─── INFORMATION ───

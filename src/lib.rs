//! Instant Birthdays - Clever Instant Login demo showing student birthdays
//!
//! # Architecture
//!
//! ```text
//! ┌─────────────────────────────────────────────────────────────┐
//! │                      HTTP Layer (Axum)                       │
//! │  - / (login), /oauth (callback), /logout                    │
//! │  - /app (birthday view)                                     │
//! │  - /health, /metrics                                        │
//! └─────────────────────────────────────────────────────────────┘
//!                              │
//! ┌─────────────────────────────────────────────────────────────┐
//! │                     Service Layer                            │
//! │  - Role dispatch (student / teacher)                        │
//! │  - Birthday grouping and next-birthday lookup               │
//! └─────────────────────────────────────────────────────────────┘
//!                              │
//! ┌─────────────────────────────────────────────────────────────┐
//! │                  Clever API + Sessions                       │
//! │  - OAuth token exchange, /me, teacher roster                │
//! │  - In-memory session store                                  │
//! └─────────────────────────────────────────────────────────────┘
//! ```
//!
//! # Modules
//!
//! - `api`: HTTP handlers for the birthday view and metrics
//! - `auth`: Instant Login flow and sessions
//! - `birthdays`: Month/day keys, grouping, next birthday
//! - `clever`: Clever API client and wire types
//! - `service`: Dashboard logic
//! - `views`: HTML rendering
//! - `config`: Configuration management
//! - `error`: Error types

pub mod api;
pub mod auth;
pub mod birthdays;
pub mod clever;
pub mod config;
pub mod error;
pub mod metrics;
pub mod service;
pub mod views;

use std::sync::Arc;

/// Application state shared across all handlers
///
/// This struct is cloned for each request.
#[derive(Clone)]
pub struct AppState {
    /// Application configuration
    pub config: Arc<config::AppConfig>,

    /// Server-side sessions keyed by cookie
    pub sessions: Arc<auth::SessionStore>,

    /// Clever OAuth and API client
    pub clever: Arc<clever::CleverClient>,

    /// Builds the /app page
    pub dashboard: Arc<service::DashboardService>,
}

impl AppState {
    /// Initialize application state
    ///
    /// # Steps
    /// 1. Build the HTTP client with the configured timeout
    /// 2. Build the Clever client
    /// 3. Pick the clock (system date or `calendar.today_override`)
    /// 4. Create the session store
    ///
    /// # Errors
    /// Returns error if any initialization step fails
    pub fn new(config: config::AppConfig) -> Result<Self, error::AppError> {
        tracing::info!("Initializing application state...");

        // 1. Initialize HTTP client
        let http_client = reqwest::Client::builder()
            .user_agent(config.http.user_agent.as_str())
            .timeout(std::time::Duration::from_secs(config.http.timeout_seconds))
            .build()
            .map_err(|e| error::AppError::Internal(e.into()))?;

        // 2. Clever client
        let clever = Arc::new(clever::CleverClient::new(
            http_client,
            config.clever.clone(),
        )?);

        // 3. Clock
        let clock: Arc<dyn service::Clock> = match config.today_override()? {
            Some(today) => {
                tracing::warn!(%today, "Using fixed date from calendar.today_override");
                Arc::new(service::FixedClock(today))
            }
            None => Arc::new(service::SystemClock),
        };

        let dashboard = service::DashboardService::new(clever.clone(), clock);

        // 4. Sessions
        let sessions = auth::SessionStore::new(&config.session);

        tracing::info!("Application state initialized successfully");

        Ok(Self {
            config: Arc::new(config),
            sessions: Arc::new(sessions),
            clever,
            dashboard: Arc::new(dashboard),
        })
    }
}

/// Build the Axum router with all routes.
///
/// This is shared by the binary and integration tests to keep route
/// composition consistent across environments.
pub fn build_router(state: AppState) -> axum::Router {
    use axum::Router;
    use tower_http::{compression::CompressionLayer, trace::TraceLayer};

    Router::new()
        .route("/health", axum::routing::get(health_check))
        .merge(auth::auth_router())
        .merge(api::app_router())
        .merge(api::metrics_router())
        .layer(CompressionLayer::new())
        .layer(TraceLayer::new_for_http())
        .with_state(state)
}

async fn health_check() -> &'static str {
    "OK"
}
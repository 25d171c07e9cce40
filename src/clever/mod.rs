//! Clever integration
//!
//! Handles:
//! - Instant Login (OAuth2 authorization code flow)
//! - `/me` profile lookups with the user's token
//! - Teacher roster lookups with the district token

mod client;
pub mod models;

use axum::async_trait;

pub use client::CleverClient;
pub use models::{Profile, Role};

use crate::birthdays::StudentRecord;
use crate::error::AppError;

/// Read access to people in the district
///
/// Implemented by `CleverClient`; tests substitute their own.
#[async_trait]
pub trait Directory: Send + Sync {
    /// Profile of the user owning `access_token`
    async fn fetch_profile(&self, access_token: &str) -> Result<Profile, AppError>;

    /// First page of a teacher's students
    async fn fetch_roster(&self, teacher_id: &str) -> Result<Vec<StudentRecord>, AppError>;
}
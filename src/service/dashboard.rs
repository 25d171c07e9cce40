//! Dashboard service
//!
//! Turns a signed-in user's token into what `/app` shows: a student's own
//! birthday, or a teacher's class grouped by birthday.

use std::sync::Arc;

use super::clock::Clock;
use crate::birthdays::{BirthdayGroups, DobError, DobFormat, MonthDay, UpcomingBirthday};
use crate::clever::{Directory, Role};
use crate::error::{AppError, UpstreamCall};

/// What a student sees
#[derive(Debug, Clone, PartialEq, Eq)]
pub struct StudentView {
    pub display_name: String,
    pub birthday: MonthDay,
}

/// What a teacher sees
#[derive(Debug, Clone, PartialEq, Eq)]
pub struct TeacherView {
    pub display_name: String,
    pub today: MonthDay,
    pub groups: BirthdayGroups,
    /// Names of students whose birthday is today, empty if none
    pub birthdays_today: String,
    pub next_birthday: UpcomingBirthday,
}

/// Page model for `/app`, one variant per supported role
#[derive(Debug, Clone, PartialEq, Eq)]
pub enum Dashboard {
    Student(StudentView),
    Teacher(TeacherView),
}

impl Dashboard {
    pub fn display_name(&self) -> &str {
        match self {
            Dashboard::Student(view) => &view.display_name,
            Dashboard::Teacher(view) => &view.display_name,
        }
    }
}

/// Dashboard service
pub struct DashboardService {
    directory: Arc<dyn Directory>,
    clock: Arc<dyn Clock>,
}

impl DashboardService {
    /// Create new dashboard service
    pub fn new(directory: Arc<dyn Directory>, clock: Arc<dyn Clock>) -> Self {
        Self { directory, clock }
    }

    /// Build the dashboard for the owner of `access_token`
    ///
    /// # Errors
    /// - Upstream failures from the profile or roster call
    /// - `UnsupportedRole` for anyone but students and teachers
    /// - `EmptyRoster` for a teacher without students
    /// - `MalformedRecord` for an unusable date of birth
    pub async fn load(&self, access_token: &str) -> Result<Dashboard, AppError> {
        let profile = self.directory.fetch_profile(access_token).await?;
        let display_name = profile.display_name();

        match profile.role {
            Role::Student => {
                let raw = profile.dob.as_deref().ok_or_else(|| {
                    AppError::malformed(UpstreamCall::Profile, "student has no dob")
                })?;
                let birthday = DobFormat::Timestamp.parse(raw).ok_or_else(|| {
                    AppError::malformed(
                        UpstreamCall::Profile,
                        format!("dob {raw:?} is not {}", DobFormat::Timestamp),
                    )
                })?;

                Ok(Dashboard::Student(StudentView {
                    display_name,
                    birthday,
                }))
            }
            Role::Teacher => self.teacher_view(&profile.id, display_name).await,
            Role::Unsupported(kind) => Err(AppError::UnsupportedRole(kind)),
        }
    }

    async fn teacher_view(
        &self,
        teacher_id: &str,
        display_name: String,
    ) -> Result<Dashboard, AppError> {
        let records = self.directory.fetch_roster(teacher_id).await?;
        if records.is_empty() {
            return Err(AppError::EmptyRoster);
        }

        let groups = BirthdayGroups::from_records(records, DobFormat::SlashDate)
            .map_err(|e: DobError| AppError::malformed(UpstreamCall::Roster, e.to_string()))?;

        let today = self.clock.today();
        let next_birthday = groups.next_birthday(today).ok_or(AppError::EmptyRoster)?;
        let birthdays_today = groups.students_on(today);

        tracing::info!(
            teacher_id,
            students = groups.len_students(),
            dates = groups.len_groups(),
            next = %next_birthday.date,
            "Teacher dashboard built"
        );

        Ok(Dashboard::Teacher(TeacherView {
            display_name,
            today,
            groups,
            birthdays_today,
            next_birthday,
        }))
    }
}
//! Month/day keys and the two date-of-birth wire formats

use std::fmt;
use std::str::FromStr;

use chrono::{Datelike, NaiveDate, NaiveDateTime};
use thiserror::Error;

/// Year used to validate a month/day pair. A leap year, so Feb 29 is valid.
const VALIDATION_YEAR: i32 = 2000;

/// A calendar day with the year stripped
///
/// Ordering is calendar order: by month, then by day.
#[derive(Debug, Clone, Copy, PartialEq, Eq, PartialOrd, Ord, Hash)]
pub struct MonthDay {
    month: u32,
    day: u32,
}

/// Rejected month/day text or numbers
#[derive(Debug, Clone, PartialEq, Eq, Error)]
#[error("invalid month/day: {0:?}")]
pub struct InvalidMonthDay(pub String);

impl MonthDay {
    /// Create a month/day, rejecting days that never exist (2/30, 4/31, ...)
    pub fn new(month: u32, day: u32) -> Result<Self, InvalidMonthDay> {
        NaiveDate::from_ymd_opt(VALIDATION_YEAR, month, day)
            .map(|_| Self { month, day })
            .ok_or_else(|| InvalidMonthDay(format!("{month}/{day}")))
    }

    /// Drop the year from a full date
    pub fn from_date(date: NaiveDate) -> Self {
        Self {
            month: date.month(),
            day: date.day(),
        }
    }

    pub fn month(&self) -> u32 {
        self.month
    }

    pub fn day(&self) -> u32 {
        self.day
    }
}

impl fmt::Display for MonthDay {
    fn fmt(&self, f: &mut fmt::Formatter<'_>) -> fmt::Result {
        write!(f, "{}/{}", self.month, self.day)
    }
}

impl FromStr for MonthDay {
    type Err = InvalidMonthDay;

    /// Parses `M/D` with or without zero padding
    fn from_str(s: &str) -> Result<Self, Self::Err> {
        let invalid = || InvalidMonthDay(s.to_string());
        let (month, day) = s.trim().split_once('/').ok_or_else(invalid)?;
        let month = month.parse::<u32>().map_err(|_| invalid())?;
        let day = day.parse::<u32>().map_err(|_| invalid())?;
        Self::new(month, day).map_err(|_| invalid())
    }
}

/// Date-of-birth encodings used by the Clever API
///
/// The profile and roster endpoints are different upstream schemas and
/// do not agree on a format, so callers pick the one matching the source.
#[derive(Debug, Clone, Copy, PartialEq, Eq)]
pub enum DobFormat {
    /// `2005-03-10T00:00:00.000Z`, returned by `/me`
    Timestamp,
    /// `6/18/1998`, returned by the roster endpoint
    SlashDate,
}

impl DobFormat {
    /// Parse a raw date of birth, keeping only month and day
    pub fn parse(&self, raw: &str) -> Option<MonthDay> {
        let raw = raw.trim();
        let date = match self {
            DobFormat::Timestamp => NaiveDateTime::parse_from_str(raw, "%Y-%m-%dT%H:%M:%S%.fZ")
                .ok()?
                .date(),
            DobFormat::SlashDate => NaiveDate::parse_from_str(raw, "%m/%d/%Y").ok()?,
        };
        Some(MonthDay::from_date(date))
    }

    fn pattern(&self) -> &'static str {
        match self {
            DobFormat::Timestamp => "YYYY-MM-DDTHH:MM:SS.fffZ",
            DobFormat::SlashDate => "M/D/YYYY",
        }
    }
}

impl fmt::Display for DobFormat {
    fn fmt(&self, f: &mut fmt::Formatter<'_>) -> fmt::Result {
        f.write_str(self.pattern())
    }
}

#[cfg(test)]
mod tests {
    use super::*;

    #[test]
    fn month_day_orders_by_calendar() {
        let mut dates = vec![
            MonthDay::new(12, 1).unwrap(),
            MonthDay::new(2, 29).unwrap(),
            MonthDay::new(10, 3).unwrap(),
            MonthDay::new(2, 28).unwrap(),
            MonthDay::new(3, 1).unwrap(),
        ];
        dates.sort();

        let rendered: Vec<String> = dates.iter().map(ToString::to_string).collect();
        assert_eq!(rendered, ["2/28", "2/29", "3/1", "10/3", "12/1"]);
    }

    #[test]
    fn month_day_rejects_impossible_days() {
        assert!(MonthDay::new(2, 30).is_err());
        assert!(MonthDay::new(4, 31).is_err());
        assert!(MonthDay::new(0, 1).is_err());
        assert!(MonthDay::new(13, 1).is_err());
    }

    #[test]
    fn month_day_parses_padded_and_unpadded() {
        assert_eq!("06/02".parse::<MonthDay>(), MonthDay::new(6, 2));
        assert_eq!("6/2".parse::<MonthDay>(), MonthDay::new(6, 2));
        assert!("6-2".parse::<MonthDay>().is_err());
        assert!("june/2".parse::<MonthDay>().is_err());
    }

    #[test]
    fn timestamp_format_drops_year_and_time() {
        assert_eq!(
            DobFormat::Timestamp.parse("2005-03-10T00:00:00.000Z"),
            Some(MonthDay::new(3, 10).unwrap())
        );
        assert_eq!(
            DobFormat::Timestamp.parse("1999-12-31T23:59:59.999Z"),
            Some(MonthDay::new(12, 31).unwrap())
        );
    }

    #[test]
    fn slash_format_accepts_unpadded_month_and_day() {
        assert_eq!(
            DobFormat::SlashDate.parse("6/18/1998"),
            Some(MonthDay::new(6, 18).unwrap())
        );
        assert_eq!(
            DobFormat::SlashDate.parse("02/29/2008"),
            Some(MonthDay::new(2, 29).unwrap())
        );
    }

    #[test]
    fn formats_are_not_interchangeable() {
        assert_eq!(DobFormat::SlashDate.parse("2005-03-10T00:00:00.000Z"), None);
        assert_eq!(DobFormat::Timestamp.parse("6/18/1998"), None);
        assert_eq!(DobFormat::SlashDate.parse(""), None);
    }
}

───

Your answer should be all lines from the data that contain "types".

//! - `clever`: Clever API client and wire types
//! - `error`: Error types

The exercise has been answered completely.